Emilia era oppressa dal colpo terribile ricevuto nel mentre appunto rinascevale la speranza in cuore. Si vedeva perduta senza riparo. Incapace di rispondere e quasi di riflettere, si abbandonò sur una sedia, pallida e taciturna; era probabilissimo che in principio Montoni l'avesse venduta a Morano, ma era chiaro che in seguito avesse ritrattata la sua promessa, e la condotta del conte lo provava. Appariva eziandio che un progetto più vantaggioso aveva solo potuto decidere l'egoista Montoni ad abbandonare quel piano, che aveva sì vivamente sollecitato. Queste riflessioni la fecero fremere delle parole di Morano, ch'ella non esitava a credere. Ma mentre tremava all'idea delle sventure che l'attendevano nel castello di Udolfo, considerava che l'unico mezzo di uscirne era la protezione d'un uomo, col quale non potevano mancarle sciagure più certe e non meno terribili; mali in fine, di cui non poteva sostener il pensiero.

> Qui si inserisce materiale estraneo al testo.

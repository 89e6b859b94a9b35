//! In-memory product catalog for testing.

use std::collections::HashMap;
use std::sync::RwLock;

use crate::order::{CatalogError, MappingNamespace, ProductCatalog, ProductMapping};

/// Product catalog backed by a HashMap.
#[derive(Debug, Default)]
pub struct MemoryProductCatalog {
    mappings: RwLock<HashMap<(MappingNamespace, u64), ProductMapping>>,
}

impl MemoryProductCatalog {
    pub fn new() -> Self {
        Self::default()
    }

    /// Builder-style product mapping.
    pub fn with_product(self, product_id: u64, mapping: ProductMapping) -> Self {
        self.set_product(product_id, mapping);
        self
    }

    /// Builder-style variation mapping.
    pub fn with_variation(self, variation_id: u64, mapping: ProductMapping) -> Self {
        self.set_variation(variation_id, mapping);
        self
    }

    pub fn set_product(&self, product_id: u64, mapping: ProductMapping) {
        self.mappings
            .write()
            .unwrap()
            .insert((MappingNamespace::Product, product_id), mapping);
    }

    pub fn set_variation(&self, variation_id: u64, mapping: ProductMapping) {
        self.mappings
            .write()
            .unwrap()
            .insert((MappingNamespace::Variation, variation_id), mapping);
    }
}

impl ProductCatalog for MemoryProductCatalog {
    fn mapping(
        &self,
        namespace: MappingNamespace,
        id: u64,
    ) -> Result<Option<ProductMapping>, CatalogError> {
        Ok(self.mappings.read().unwrap().get(&(namespace, id)).cloned())
    }

    fn upsert(
        &self,
        namespace: MappingNamespace,
        id: u64,
        mapping: &ProductMapping,
    ) -> Result<(), CatalogError> {
        self.mappings
            .write()
            .unwrap()
            .insert((namespace, id), mapping.clone());
        Ok(())
    }

    fn remove(&self, namespace: MappingNamespace, id: u64) -> Result<bool, CatalogError> {
        Ok(self
            .mappings
            .write()
            .unwrap()
            .remove(&(namespace, id))
            .is_some())
    }
}
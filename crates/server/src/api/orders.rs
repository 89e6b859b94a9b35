//! Order event webhooks.
//!
//! The commerce host posts one request per Order event. Each request gets its
//! own once-token, so a signal repeated within a request is handled once.

use axum::{
    extract::{Path, State},
    http::StatusCode,
    Json,
};
use serde::{Deserialize, Serialize};
use std::sync::Arc;
use crmsync_core::{CorrelationMeta, OnceToken, Order, OrderStatus, SyncError, SyncReport};
use tracing::info;

use crate::state::AppState;

// ============================================================================
// Request/Response Types
// ============================================================================

/// Request body for a new or newly processed order
#[derive(Debug, Deserialize)]
pub struct SyncOrderBody {
    pub order: Order,
}

/// Request body for a status change
#[derive(Debug, Deserialize)]
pub struct StatusChangeBody {
    pub order: Order,
    pub old_status: OrderStatus,
    pub new_status: OrderStatus,
}

/// Request body for a campaign change. A missing campaign removes it.
#[derive(Debug, Deserialize)]
pub struct CampaignChangeBody {
    pub order: Order,
    #[serde(default)]
    pub campaign_id: Option<u64>,
}

/// Request body for a source change. A blank source removes it.
#[derive(Debug, Deserialize)]
pub struct SourceChangeBody {
    pub order: Order,
    #[serde(default)]
    pub source: String,
}

/// Result of an order event, with the notes to attach to the order
#[derive(Debug, Serialize)]
pub struct SyncResponse {
    pub order_id: u64,
    pub trigger: String,
    pub outcome: String,
    pub contact_id: Option<u64>,
    pub contribution_id: Option<u64>,
    pub notes: Vec<String>,
}

impl From<SyncReport> for SyncResponse {
    fn from(report: SyncReport) -> Self {
        Self {
            order_id: report.order_id,
            trigger: report.trigger.as_str().to_string(),
            outcome: report.outcome.as_str().to_string(),
            contact_id: report.contact_id,
            contribution_id: report.contribution_id,
            notes: report.notes,
        }
    }
}

/// Error response carrying the note for the order
#[derive(Debug, Serialize)]
pub struct SyncErrorResponse {
    pub order_id: u64,
    pub kind: String,
    pub error: String,
    pub note: String,
}

type SyncResult = Result<Json<SyncResponse>, (StatusCode, Json<SyncErrorResponse>)>;

fn error_response(order_id: u64, err: SyncError) -> (StatusCode, Json<SyncErrorResponse>) {
    let status = match &err {
        SyncError::Validation(_) => StatusCode::UNPROCESSABLE_ENTITY,
        SyncError::Api(_) => StatusCode::BAD_GATEWAY,
        SyncError::Consistency(_) => StatusCode::CONFLICT,
        SyncError::Storage(_) => StatusCode::INTERNAL_SERVER_ERROR,
    };
    (
        status,
        Json(SyncErrorResponse {
            order_id,
            kind: err.kind().to_string(),
            error: err.to_string(),
            note: err.order_note(),
        }),
    )
}

fn respond(order_id: u64, result: Result<SyncReport, SyncError>) -> SyncResult {
    match result {
        Ok(report) => {
            info!(
                order_id,
                trigger = %report.trigger,
                outcome = report.outcome.as_str(),
                "Order event handled"
            );
            Ok(Json(SyncResponse::from(report)))
        }
        Err(e) => Err(error_response(order_id, e)),
    }
}

// ============================================================================
// Handlers
// ============================================================================

/// Sync a new or newly processed order
pub async fn sync_order(
    State(state): State<Arc<AppState>>,
    Json(body): Json<SyncOrderBody>,
) -> SyncResult {
    let mut token = OnceToken::new();
    let result = state.sync().on_order_created(&body.order, &mut token).await;
    respond(body.order.id, result)
}

/// Apply an order status change
pub async fn change_status(
    State(state): State<Arc<AppState>>,
    Json(body): Json<StatusChangeBody>,
) -> SyncResult {
    let mut token = OnceToken::new();
    let result = state
        .sync()
        .on_status_changed(&body.order, body.old_status, body.new_status, &mut token)
        .await;
    respond(body.order.id, result)
}

/// Apply an order campaign change
pub async fn change_campaign(
    State(state): State<Arc<AppState>>,
    Json(body): Json<CampaignChangeBody>,
) -> SyncResult {
    let mut token = OnceToken::new();
    let result = state
        .sync()
        .on_campaign_changed(&body.order, body.campaign_id, &mut token)
        .await;
    respond(body.order.id, result)
}

/// Apply an order source change
pub async fn change_source(
    State(state): State<Arc<AppState>>,
    Json(body): Json<SourceChangeBody>,
) -> SyncResult {
    let mut token = OnceToken::new();
    let result = state
        .sync()
        .on_source_changed(&body.order, &body.source, &mut token)
        .await;
    respond(body.order.id, result)
}

/// CRM identifiers recorded for an order
pub async fn get_correlation(
    State(state): State<Arc<AppState>>,
    Path(order_id): Path<u64>,
) -> Result<Json<CorrelationMeta>, (StatusCode, Json<SyncErrorResponse>)> {
    state
        .correlation()
        .get(order_id)
        .map(Json)
        .map_err(|e| error_response(order_id, e.into()))
}
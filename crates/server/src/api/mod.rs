pub mod handlers;
pub mod middleware;
pub mod orders;
pub mod products;
pub mod routes;

pub use routes::create_router;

Il silenzio di lei incoraggì le speranze del conte, che l'osservava con impazienza; ei le prese la mano e scongiurala a decidersi. « Tutti gl'istanti di ritardo, » le disse, « rendono la partenza più pericolosa; i pochi momenti che noi perdiamo, possono dare a Montoni il tempo di sorprenderci.

– Per pietà, signore, non m'importunate » disse Emilia fiocamente; « io sono infelice, e debbo continuare ad esserlo. Lasciatemi, ve ne prego, lasciatemi al mio destino.

– Non mai, » gridò il conte con impeto; « io perirò piuttosto… ma perdonate questa violenza: l'idea di perdervi mi altera la ragione. Voi non potete ignorare il carattere di Montoni; ma potete ignorare i suoi progetti, sì, voi li ignorate certo, chè diversamente non esitereste fra l'amor mio ed il suo potere.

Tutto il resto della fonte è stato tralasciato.